Two professors in the School of Social Sciences are among the Office of Inclusive Excellence’s 10 recipients of 2020 Spirit Awards, a $5,000 prize that supports projects advancing inclusive excellence on campus. Over the next year, Judith Kroll, language science Distinguished Professor, and Damien Sojoyner, anthropology associate professor, will be leading research projects that focus on one of five identified priority areas: deepening understanding of identities, promoting intercultural competency, sustaining partnerships with community-based organizations, advancing achievement among educationally disadvantaged communities, and/or contributing to positive UCI climate.

Kroll and co-principal investigator Elizabeth Peña from the School of Education will launch a campus branch of Bilingualism Matters. The international information service was created in 2008 to address the existing mythology about the consequences of bilingualism and currently has more than 25 branches worldwide. Kroll and Peña’s longer-term goal is to establish a UC-wide consortium, with UCI as the hub. With the Spirit Award funding, they’ll organize a training workshop and research conference in spring 2021 to create a bridge between cross-disciplinary research on bilingualism and community practice in which all members of the UCI and surrounding communities will be invited to participate. The scope will include those who speak a language or dialect other than mainstream English, international students who are immersed in English but speak a native language other than English, individuals in the process of acquiring a second language in addition to English, and Deaf and hearing users of signed language(s). “We hope to engage our students in developing an ongoing set of activities to bring a range of community stakeholders to campus and to make the latest research findings about bilingualism accessible more generally,” says Kroll.
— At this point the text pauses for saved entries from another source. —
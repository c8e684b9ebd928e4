//! Diagnostic collection
//!
//! Every compilation strategy reports through a [`MessageCollector`] and
//! finishes by turning it into a [`CollectedOutput`]: the ordered diagnostic
//! sequence plus the derived error flag. The flag is always recomputed as a
//! fold over the records, never cached, so a collector can be cleared and
//! reused across sequential single-shot runs.

use std::path::PathBuf;

use serde::{Deserialize, Serialize};

/// Diagnostic severity as reported by the compiler.
#[derive(Debug, Clone, Copy, PartialEq, Eq, Hash, Serialize, Deserialize)]
#[serde(rename_all = "lowercase")]
pub enum Severity {
    Error,
    Warning,
    Info,
    Debug,
    /// Anything the compiler emits outside the known levels (logging noise,
    /// raw output lines relayed by the daemon).
    Other,
}

impl Severity {
    /// Whether a record at this severity makes the run a compilation failure.
    pub fn is_error(self) -> bool {
        matches!(self, Severity::Error)
    }

    pub fn as_str(self) -> &'static str {
        match self {
            Severity::Error => "error",
            Severity::Warning => "warning",
            Severity::Info => "info",
            Severity::Debug => "debug",
            Severity::Other => "other",
        }
    }
}

/// Position a diagnostic points at, when the compiler provided one.
#[derive(Debug, Clone, PartialEq, Eq, Serialize, Deserialize)]
pub struct SourceLocation {
    pub file: PathBuf,
    pub line: u32,
    pub column: u32,
}

/// One diagnostic as reported by a compiler run.
#[derive(Debug, Clone, PartialEq, Eq, Serialize, Deserialize)]
pub struct DiagnosticRecord {
    pub severity: Severity,
    pub message: String,
    #[serde(skip_serializing_if = "Option::is_none")]
    pub location: Option<SourceLocation>,
}

/// Accumulates diagnostics for a single compilation run.
///
/// Not safe for concurrent reporting; each run owns exactly one collector.
#[derive(Debug, Default)]
pub struct MessageCollector {
    records: Vec<DiagnosticRecord>,
}

impl MessageCollector {
    pub fn new() -> Self {
        Self::default()
    }

    /// Append a record. Insertion order is the display order.
    pub fn report(&mut self, severity: Severity, message: &str, location: Option<SourceLocation>) {
        self.records.push(DiagnosticRecord {
            severity,
            message: message.to_string(),
            location,
        });
    }

    /// True iff any collected record has error severity.
    pub fn has_errors(&self) -> bool {
        self.records.iter().any(|r| r.severity.is_error())
    }

    pub fn records(&self) -> &[DiagnosticRecord] {
        &self.records
    }

    /// Drop all records, keeping the allocation for the next run.
    pub fn clear(&mut self) {
        self.records.clear();
    }

    /// Finish the run, yielding the immutable output value.
    pub fn into_output(self) -> CollectedOutput {
        CollectedOutput {
            records: self.records,
        }
    }
}

/// The diagnostic output of one finished compilation run.
#[derive(Debug, Clone, Default, PartialEq, Eq, Serialize, Deserialize)]
pub struct CollectedOutput {
    records: Vec<DiagnosticRecord>,
}

impl CollectedOutput {
    /// Output with no diagnostics at all, used when a run never reached the
    /// compiler (unreachable daemon, unresolvable output directory).
    pub fn empty() -> Self {
        Self::default()
    }

    pub fn records(&self) -> &[DiagnosticRecord] {
        &self.records
    }

    pub fn has_errors(&self) -> bool {
        self.records.iter().any(|r| r.severity.is_error())
    }

    pub fn is_empty(&self) -> bool {
        self.records.is_empty()
    }

    pub fn len(&self) -> usize {
        self.records.len()
    }
}

impl From<Vec<DiagnosticRecord>> for CollectedOutput {
    fn from(records: Vec<DiagnosticRecord>) -> Self {
        Self { records }
    }
}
Sojoyner’s project, Contested Truths: Archival Formations and the Carceral State, pulls from his research focus on prisons, public education and race. "Much of the commonsense understanding of the carceral state is informed by frameworks of public safety and order,” he says. “This understanding is buttressed by state structures such as schools, health care providers and housing administrations that have archived the necessity of the carceral state within the lives of Black people.” One of the primary aims of his project is to document counter archives that detail both the violence of the current model and describe the framework of alternatives that affirm Black life.

Funded projects will report back on outcomes by the end of January 2022.